Ectopic pregnancies beyond 12 weeks of gestation are rarely tubal. In cornual pregnancy, sonography will reveal an interstitial line that extends from the uterine cavity to the cornual gestational sac. The unicornuate uterus is a result of abnormal or failed development of one of the paired müllerian ducts. This group of anomalies can be further subdivided into 4 variants according to the American Fertility Society. The isolated unicornuate uterus is the most common, with a reported frequency of 35%. When a rudimentary horn is present, it is noncavitary in 33% of cases, cavitary non-communicating in 22%, and cavitary communicating in 10% a rudimentary horn is found in 84% unicornuate uterus. In its simplest form of an isolated unicornuate uterus, most patients remain asymptomatic and therefore go undetected unless the discovery is made as an incidental finding.

Patients who have a unicornuate uterus with a rudimentary horn have an increased incidence of gynecologic problems and tend to present at menarche or later in life with symptoms consisting of dysmenorrhea, chronic pelvic pain, hematometra, and hematosalpinx most commonly related to endometriosis. Finally, a third subset of patients will consist of women who present with pregnancy-related complications such as first and second trimester abortions, preterm deliveries, intrauterine fetal demise, and ectopic pregnancies. A pregnancy can develop in both communicating and non-communicating rudimentary horns. In the later type, it occurs by transperitoneal migration of sperm. This condition is undesirable because it nearly always results in rupture of the rudimentary horn, which may cause life threatening bleeding.
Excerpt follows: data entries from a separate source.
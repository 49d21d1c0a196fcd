//! Multiple-choice quiz bank.

use rand::seq::SliceRandom;
use rand::Rng;

use crate::types::QuizQuestion;

struct QuizEntry {
    question: &'static str,
    options: [&'static str; 4],
    correct: usize,
}

impl QuizEntry {
    fn to_question(&self) -> QuizQuestion {
        QuizQuestion {
            question: self.question.to_string(),
            options: self.options.iter().map(|o| o.to_string()).collect(),
            correct_answer_index: self.correct,
        }
    }
}

const BANK: &[QuizEntry] = &[
    QuizEntry {
        question: "What is the primary goal of diversification in an investment portfolio?",
        options: [
            "To maximize short-term gains",
            "To concentrate on a single industry",
            "To reduce risk by spreading investments",
            "To only invest in high-risk assets",
        ],
        correct: 2,
    },
    QuizEntry {
        question: "A 'bear market' is characterized by:",
        options: [
            "Rising stock prices and investor optimism",
            "Falling stock prices and investor pessimism",
            "Stable prices with low volatility",
            "A market with no animal-named stocks",
        ],
        correct: 1,
    },
    QuizEntry {
        question: "What does the P/E ratio of a stock measure?",
        options: [
            "Price to Earnings",
            "Profit to Equity",
            "Price to Equity",
            "Profit to Expense",
        ],
        correct: 0,
    },
    QuizEntry {
        question: "What is a 'blue-chip' stock?",
        options: [
            "A stock that costs less than $1",
            "A newly issued stock",
            "A stock from a large, reputable, and financially sound company",
            "A stock in the technology sector",
        ],
        correct: 2,
    },
    QuizEntry {
        question: "What is the main difference between a stock and a bond?",
        options: [
            "There is no difference",
            "Stocks represent ownership (equity), while bonds represent debt",
            "Stocks are only issued by governments",
            "Bonds always provide higher returns",
        ],
        correct: 1,
    },
    QuizEntry {
        question: "What does it mean to 'short' a stock?",
        options: [
            "Selling a stock you don't own, betting its price will fall",
            "Buying a stock for a short period",
            "Buying a small amount of a stock",
            "A stock that is not performing well",
        ],
        correct: 0,
    },
    QuizEntry {
        question: "A 'market order' is an instruction to:",
        options: [
            "Buy or sell a stock at a specific price or better",
            "Buy or sell a stock immediately at the current best available price",
            "Cancel a previous order",
            "Buy or sell only after the market closes",
        ],
        correct: 1,
    },
    QuizEntry {
        question: "What is dollar-cost averaging?",
        options: [
            "Investing a fixed amount of money at regular intervals, regardless of the price",
            "Trying to time the market to buy low and sell high",
            "Only investing in US dollars",
            "Averaging the cost of all your assets",
        ],
        correct: 0,
    },
    QuizEntry {
        question: "What is an Exchange-Traded Fund (ETF)?",
        options: [
            "A single high-performing tech stock",
            "A type of cryptocurrency",
            "A fund that tracks an index (like the S&P 500) and can be traded like a stock",
            "A government savings bond",
        ],
        correct: 2,
    },
    QuizEntry {
        question: "What is 'liquidity' in financial markets?",
        options: [
            "The total cash a company has",
            "The ease with which an asset can be converted into cash without affecting its market price",
            "The amount of water a company sells",
            "A measure of a company's debt",
        ],
        correct: 1,
    },
    QuizEntry {
        question: "A 'bull market' is characterized by:",
        options: [
            "Rising stock prices and investor optimism",
            "Falling stock prices and investor pessimism",
            "A market that is closed for holidays",
            "A market dominated by agricultural stocks",
        ],
        correct: 0,
    },
    QuizEntry {
        question: "What is a 'dividend'?",
        options: [
            "A loan from the company to shareholders",
            "A tax paid by investors",
            "A distribution of a portion of a company's earnings to its shareholders",
            "The initial price of a stock",
        ],
        correct: 2,
    },
    QuizEntry {
        question: "What does ROI stand for?",
        options: [
            "Rate of Inflation",
            "Return on Investment",
            "Risk of Insolvency",
            "Realized Official Income",
        ],
        correct: 1,
    },
    QuizEntry {
        question: "What is a 'capital gain'?",
        options: [
            "The total amount of capital a company has",
            "A tax on investment profits",
            "Profit from the sale of an asset, like a stock",
            "The main headquarters of a company",
        ],
        correct: 2,
    },
    QuizEntry {
        question: "Which of the following is considered the riskiest investment?",
        options: [
            "Government Bonds",
            "Blue-Chip Stocks",
            "Savings Account",
            "Cryptocurrency",
        ],
        correct: 3,
    },
    QuizEntry {
        question: "What is 'inflation'?",
        options: [
            "The rate at which the general level of prices for goods and services is rising",
            "A period of falling prices",
            "A type of investment strategy",
            "The process of a company going public",
        ],
        correct: 0,
    },
    QuizEntry {
        question: "A 'limit order' is an instruction to:",
        options: [
            "Buy or sell a stock only up to a certain limit of shares",
            "Buy or sell a stock immediately at any price",
            "Buy or sell a stock at a specific price or better",
            "Limit your losses on a trade",
        ],
        correct: 2,
    },
    QuizEntry {
        question: "What is a mutual fund?",
        options: [
            "A fund that invests in a single company",
            "A fund owned by two people",
            "A professionally managed investment fund that pools money from many investors to purchase securities",
            "A type of checking account",
        ],
        correct: 2,
    },
    QuizEntry {
        question: "What does it mean if a stock is 'volatile'?",
        options: [
            "It is very stable and predictable",
            "It is likely to go bankrupt",
            "Its price fluctuates rapidly and unpredictably",
            "It is a foreign stock",
        ],
        correct: 2,
    },
    QuizEntry {
        question: "What is a 401(k)?",
        options: [
            "A type of high-risk investment",
            "A government tax on investments",
            "An employer-sponsored retirement savings plan in the US",
            "A stock market index",
        ],
        correct: 2,
    },
    QuizEntry {
        question: "What is a 'stop-loss' order designed to do?",
        options: [
            "Maximize profits on a trade",
            "Limit potential losses on a security position",
            "Buy a stock at a lower-than-market price",
            "Execute a trade only at the end of the day",
        ],
        correct: 1,
    },
    QuizEntry {
        question: "A trading algorithm based on a 'moving average crossover' often generates a buy signal when:",
        options: [
            "The stock price hits an all-time low",
            "A short-term moving average crosses above a long-term moving average",
            "Market volatility is extremely high",
            "The company announces poor earnings",
        ],
        correct: 1,
    },
    QuizEntry {
        question: "Analyzing discussions in Discord or Telegram to gauge market mood is a form of:",
        options: [
            "Technical Analysis",
            "Fundamental Analysis",
            "Sentiment Analysis",
            "Quantitative Analysis",
        ],
        correct: 2,
    },
];

/// Number of questions in the bank.
pub fn len() -> usize {
    BANK.len()
}

/// A random question from the bank.
pub fn random_question<R: Rng + ?Sized>(rng: &mut R) -> QuizQuestion {
    BANK.choose(rng).unwrap_or(&BANK[0]).to_question()
}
Rudimentary horn pregnancies as well as ectopic tubal and cornual pregnancies can occur in both communicating and non-communicating horns. In his review of 588 rudimentary horn pregnancies, Nahum found that 83% occurred in a non-communicating horn and that uterine rupture occurred in 90% of the cases in the second trimester.

CONCLUSION: There is a need of detailed clinical evaluation, increased awareness of this rare condition and high index of suspicion for early pre rupture diagnosis. Pregnancy in a non-communicating rudimentary horn is extremely rare and usually terminates in rupture during first or second trimester of pregnancy. It can be missed in routine ultrasound scan and in majority of cases it is detected after rupture. It requires a high index of suspicion. If ultrasound shows abnormal relationship among the fetus, placenta, amniotic fluid and uterus and mal presentation especially transverse lie suspect ruptured RHP. MRI was performed after inconclusive ultrasound observations for the preoperative planning as well as to evaluate the myometrium surrounding the gestational sac and the placental location. MRI confirmed the diagnosis of RHP.

 

REFERENCES:

1.    Tufail A, Hasmi HA: Ruptured ectopic pregnancy in rudimentary horn of the uterus. J Coll Physicians Surg Pak 2007, 17:105-106.
2.    Ural SH, Artal R: Third trimester rudimentary horn pregnancy. A case report. J Reprod Med 1998, 37:919-921.
3.    Nahum G: Rudimentary uterine horn pregnancy: case report on surviving twins delivered 8 days apart. J Reprod Med 1997, 42:525-532.
4.    PK: Unicornuate uterus and rudimentary horn. Fertil steril 1997, 68:224-230.
5.    Panayotidis C, Abdel-Fattah M, Leggott M: Rupture of rudimentary horn of a unicornuate Uterus at 15 weeks gestation. J Obstet Gynaecol 2004, 24:323-324.
6.    Jin Woo Shin, Hai Joong Kim: Case of live birth in a non-communicating rudimentary horn
Pregnancy. J Obstet Gynaecol Res 2005, 31:329-331.
7.    Tsafrir A, Rojansky N, Sela HY, et al.: Rudimentary horn pregnancy: first trimester pre-rupture sonographic diagnosis and confirmation by magnetic resonance imaging. J Ultrasound Med 2005, 24:219-223.
8.    Liu MM: Unicornuate uterus with rudimentary horn. Int J Gynaecol Obstet 1994, 44:149-153.
9.    Nahum, G.G., 2002. Rudimentary uterine horn pregnancy. The 20th century worldwide experience of 588 cases. J. Reprod. Med.